Are you watching "The Great British Bake Off" each week? If not, you are missing the "Downton Abbey" of cooking. It has everything required of a plummy British drama -- words you can't understand, strange humor (whoops, humour), odd obsessions and a near-psychotic attention to detail: "Can you believe it? They used curtains from 1914 when that event took place in 1912! I've written them a stern note!"

If you haven't caught it yet, each season 12 amateur bakers compete to become "Star Baker." Each week, one contestant is voted out of the competition by the two cookbook-writing judges who act as if it is the most painful thing they have ever done in their entire lives, and they are so teddibly, awfully sorry to have to tell the unfortunate contestant whose dough didn't rise (whoops -- proof) long enough that he or she won't be returning to the baking tent next week. Ta-ta, do stay in touch.

At the end of the season, one of the final three bakers is proclaimed the winner. There is nothing so declasse as prize money; winning is an honor. (Whoops! Honour.) How veddy British.

If Americans ran the show, there would be a million-dollar prize and the contestants would be encouraged to sabotage one another's pastries and the judges would be shock jocks and D-list celebrities. The week's losing baker would be dropped through a hole in the floor into a vat of hot rancid butter and made to swim for his life while a studio audience shouted insults at him.

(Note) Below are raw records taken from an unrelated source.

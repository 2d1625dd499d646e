use actix_web::http::StatusCode;
use actix_web::{HttpResponse, ResponseError};
use thiserror::Error;

use crate::blob::BlobError;
use crate::models::ApiResponse;
use crate::store::StoreError;

pub type ChatResult<T> = Result<T, ChatError>;

/// Failure taxonomy shared by every chat operation.
#[derive(Debug, Error)]
pub enum ChatError {
    #[error("not authenticated")]
    Unauthenticated,

    #[error("forbidden: {0}")]
    Forbidden(String),

    #[error("not found: {0}")]
    NotFound(String),

    #[error("invalid argument: {0}")]
    InvalidArgument(String),

    #[error("conflict: {0}")]
    Conflict(String),

    #[error("storage error: {0}")]
    Store(StoreError),

    #[error("internal error: {0}")]
    Internal(String),
}

impl ChatError {
    pub fn forbidden(msg: impl Into<String>) -> Self {
        ChatError::Forbidden(msg.into())
    }

    pub fn not_found(msg: impl Into<String>) -> Self {
        ChatError::NotFound(msg.into())
    }

    pub fn invalid(msg: impl Into<String>) -> Self {
        ChatError::InvalidArgument(msg.into())
    }

    pub fn conflict(msg: impl Into<String>) -> Self {
        ChatError::Conflict(msg.into())
    }
}

impl From<StoreError> for ChatError {
    fn from(e: StoreError) -> Self {
        match e {
            StoreError::NotFound(what) => ChatError::NotFound(what),
            StoreError::Conflict(what) => ChatError::Conflict(what),
            other => {
                log::error!("store failure: {}", other);
                ChatError::Store(other)
            }
        }
    }
}

impl From<BlobError> for ChatError {
    fn from(e: BlobError) -> Self {
        match e {
            BlobError::NotFound(id) => ChatError::NotFound(format!("File {}", id)),
            BlobError::TicketExpired | BlobError::TicketUsed => {
                ChatError::InvalidArgument(e.to_string())
            }
            BlobError::TooLarge { .. } | BlobError::EmptyBody => {
                ChatError::InvalidArgument(e.to_string())
            }
            BlobError::Store(inner) => ChatError::from(inner),
        }
    }
}

impl ResponseError for ChatError {
    fn status_code(&self) -> StatusCode {
        match self {
            ChatError::Unauthenticated => StatusCode::UNAUTHORIZED,
            ChatError::Forbidden(_) => StatusCode::FORBIDDEN,
            ChatError::NotFound(_) => StatusCode::NOT_FOUND,
            ChatError::InvalidArgument(_) => StatusCode::BAD_REQUEST,
            ChatError::Conflict(_) => StatusCode::CONFLICT,
            ChatError::Store(_) | ChatError::Internal(_) => StatusCode::INTERNAL_SERVER_ERROR,
        }
    }

    fn error_response(&self) -> HttpResponse {
        // Storage details stay in the log.
        let message = match self {
            ChatError::Store(_) => "Database error".to_string(),
            other => other.to_string(),
        };
        HttpResponse::build(self.status_code()).json(ApiResponse::<()>::error(message))
    }
}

The British hosts, judges and contestants could not be sweeter. When the judges don't like something, there is no yelling or screaming; just an offer of the kindest, most constructive criticism possible: "Your crust did not bake through, but the flavors (whoops -- flavours) are wonderful!"

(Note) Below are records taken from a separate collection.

use chrono::Utc;
use std::collections::HashSet;

use super::ChatService;
use crate::error::{ChatError, ChatResult};
use crate::events::ChangeEvent;
use crate::models::*;
use crate::store::StoreError;

impl ChatService {
    /// Create a group owned by `creator`, who becomes its first admin.
    pub fn create_group(
        &self,
        creator: &str,
        name: &str,
        description: Option<&str>,
        is_private: bool,
    ) -> ChatResult<Group> {
        let name = name.trim();
        if name.is_empty() {
            return Err(ChatError::invalid("Group name is required"));
        }

        let mut group = Group {
            id: String::new(),
            name: name.to_string(),
            description: description
                .map(str::trim)
                .filter(|d| !d.is_empty())
                .map(str::to_string),
            created_by: creator.to_string(),
            is_private,
            created_at: Utc::now(),
        };
        self.store.create_group_with_admin(&mut group)?;

        log::info!("User {} created group {} ({})", creator, group.id, group.name);
        self.publish(ChangeEvent::GroupRoster {
            group_id: group.id.clone(),
            users: vec![creator.to_string()],
        });
        Ok(group)
    }

    /// Admins may add their own friends as plain members.
    pub fn add_member(&self, actor: &str, group_id: &str, user_id: &str) -> ChatResult<GroupMembership> {
        self.require_admin(actor, group_id)?;

        if self.store.get_membership(group_id, user_id)?.is_some() {
            return Err(ChatError::conflict("User is already a member"));
        }
        if !self.is_friend(actor, user_id)? {
            log::debug!("User {} tried to add non-friend {} to {}", actor, user_id, group_id);
            return Err(ChatError::forbidden("You can only add your friends"));
        }

        let membership = GroupMembership {
            group_id: group_id.to_string(),
            user_id: user_id.to_string(),
            role: GroupRole::Member,
            joined_at: Utc::now(),
        };
        match self.store.create_membership(&membership) {
            Ok(()) => {}
            // Lost a race with a concurrent add
            Err(StoreError::Database(rusqlite::Error::SqliteFailure(e, _)))
                if e.code == rusqlite::ErrorCode::ConstraintViolation =>
            {
                return Err(ChatError::conflict("User is already a member"));
            }
            Err(e) => return Err(e.into()),
        }

        log::info!("User {} added {} to group {}", actor, user_id, group_id);
        self.publish(ChangeEvent::GroupRoster {
            group_id: group_id.to_string(),
            users: self.roster_ids(group_id)?,
        });
        Ok(membership)
    }

    /// Admins may remove anyone except the group's creator.
    pub fn remove_member(&self, actor: &str, group_id: &str, user_id: &str) -> ChatResult<()> {
        let group = self.require_admin(actor, group_id)?;

        if self.store.get_membership(group_id, user_id)?.is_none() {
            return Err(ChatError::not_found("User is not a member of this group"));
        }
        if user_id == group.created_by {
            return Err(ChatError::forbidden("The group creator cannot be removed"));
        }

        let roster = self.roster_ids(group_id)?;
        self.store.delete_membership(group_id, user_id)?;

        log::info!("User {} removed {} from group {}", actor, user_id, group_id);
        self.publish(ChangeEvent::GroupRoster {
            group_id: group_id.to_string(),
            users: roster,
        });
        Ok(())
    }

    pub fn leave_group(&self, actor: &str, group_id: &str) -> ChatResult<()> {
        let group = self.store.get_group(group_id)?;
        if self.store.get_membership(group_id, actor)?.is_none() {
            return Err(ChatError::not_found("You are not a member of this group"));
        }
        if actor == group.created_by {
            return Err(ChatError::forbidden("The group creator cannot leave"));
        }

        let roster = self.roster_ids(group_id)?;
        self.store.delete_membership(group_id, actor)?;

        log::info!("User {} left group {}", actor, group_id);
        self.publish(ChangeEvent::GroupRoster {
            group_id: group_id.to_string(),
            users: roster,
        });
        Ok(())
    }

    pub fn is_member(&self, user_id: &str, group_id: &str) -> ChatResult<bool> {
        Ok(self.store.get_membership(group_id, user_id)?.is_some())
    }

    pub fn is_admin(&self, user_id: &str, group_id: &str) -> ChatResult<bool> {
        Ok(matches!(
            self.store.get_membership(group_id, user_id)?,
            Some(m) if m.role == GroupRole::Admin
        ))
    }

    pub fn member_count(&self, group_id: &str) -> ChatResult<i64> {
        Ok(self.store.count_members(group_id)?)
    }

    /// Roster of a group the caller belongs to
    pub fn list_members(&self, caller: &str, group_id: &str) -> ChatResult<Vec<GroupMember>> {
        self.require_member(caller, group_id)?;

        let mut members = Vec::new();
        for membership in self.store.list_memberships(group_id)? {
            let Some(user) = self.store.find_user(&membership.user_id)? else {
                continue;
            };
            members.push(GroupMember {
                user: self.summarize(&user)?,
                role: membership.role,
                joined_at: membership.joined_at,
            });
        }
        Ok(members)
    }

    /// Groups of `user_id` with their own role and the live member count
    pub fn list_user_groups(&self, user_id: &str) -> ChatResult<Vec<UserGroup>> {
        self.store
            .list_user_groups(user_id)?
            .into_iter()
            .map(|(group, membership)| {
                let member_count = self.store.count_members(&group.id)?;
                Ok(UserGroup {
                    group,
                    role: membership.role,
                    member_count,
                })
            })
            .collect()
    }

    /// The caller's own friends who are not yet in the group
    pub fn list_addable_friends(&self, actor: &str, group_id: &str) -> ChatResult<Vec<UserSummary>> {
        self.require_member(actor, group_id)?;

        let members: HashSet<String> = self.roster_ids(group_id)?.into_iter().collect();
        Ok(self
            .list_friends(actor)?
            .into_iter()
            .filter(|friend| !members.contains(&friend.id))
            .collect())
    }

    fn roster_ids(&self, group_id: &str) -> ChatResult<Vec<String>> {
        Ok(self
            .store
            .list_memberships(group_id)?
            .into_iter()
            .map(|m| m.user_id)
            .collect())
    }
}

When contestants are told they've been eliminated, they invariably say how much fun they've had and how much they loved the experience. Sure, some of them shed a tear, but they are not out seeking revenge on the judges or jealous of their competitors. It shows better sportsmanship than you'd see from highly paid and highly sponsored athletes.

Story Continues Below Adverts

So why is this wildly mild show such a hit? It is the opposite of "Monday Night Football" and "Big Brother" and "The Housewives of Who Cares?" and a hundred other "reality" shows. Can you imagine seeing one of the Beverly Hills housewives trying to bake a cake? Can you picture a Kardashian in the kitchen? That might be kind of funny, but not in a good way.

As someone who bakes pies in store-bought crusts and makes birthday cakes from a mix, I'm shocked by the fantastic concoctions of the "Bake Off" contestants. Amateur bakers make three-tiered cakes, each tier a different kind of cake and decorated to within an inch of its life in, oh, three hours. Why don't I have friends and neighbors who can do this? There's no way these bakers are eating these things all by themselves. Come on, neighbors, it's time to step up your game. And, by the way, your piping could have been better. I'm talking to you, Bruce!

"Bake Off" works because these are amateurs, not professionals. Baking is obviously how these people relax. It is not work for them; it is fun. It is their hobby, and all hobbies are weird to people who don't share them. People who don't golf have little interest in it and wonder why anyone would enjoy such a stupid pastime. But golfers don't care; they think you're missing something. If you collect model trains or baby dolls or barbed wire, people who don't will think you are strange. You can almost hear them thinking, "Why do they waste their time collecting Roseville Pottery when they could be collecting salt shakers like I do?"

But what we should probably be thinking is, "His hobby is keeping him out of trouble. I wish more people had one."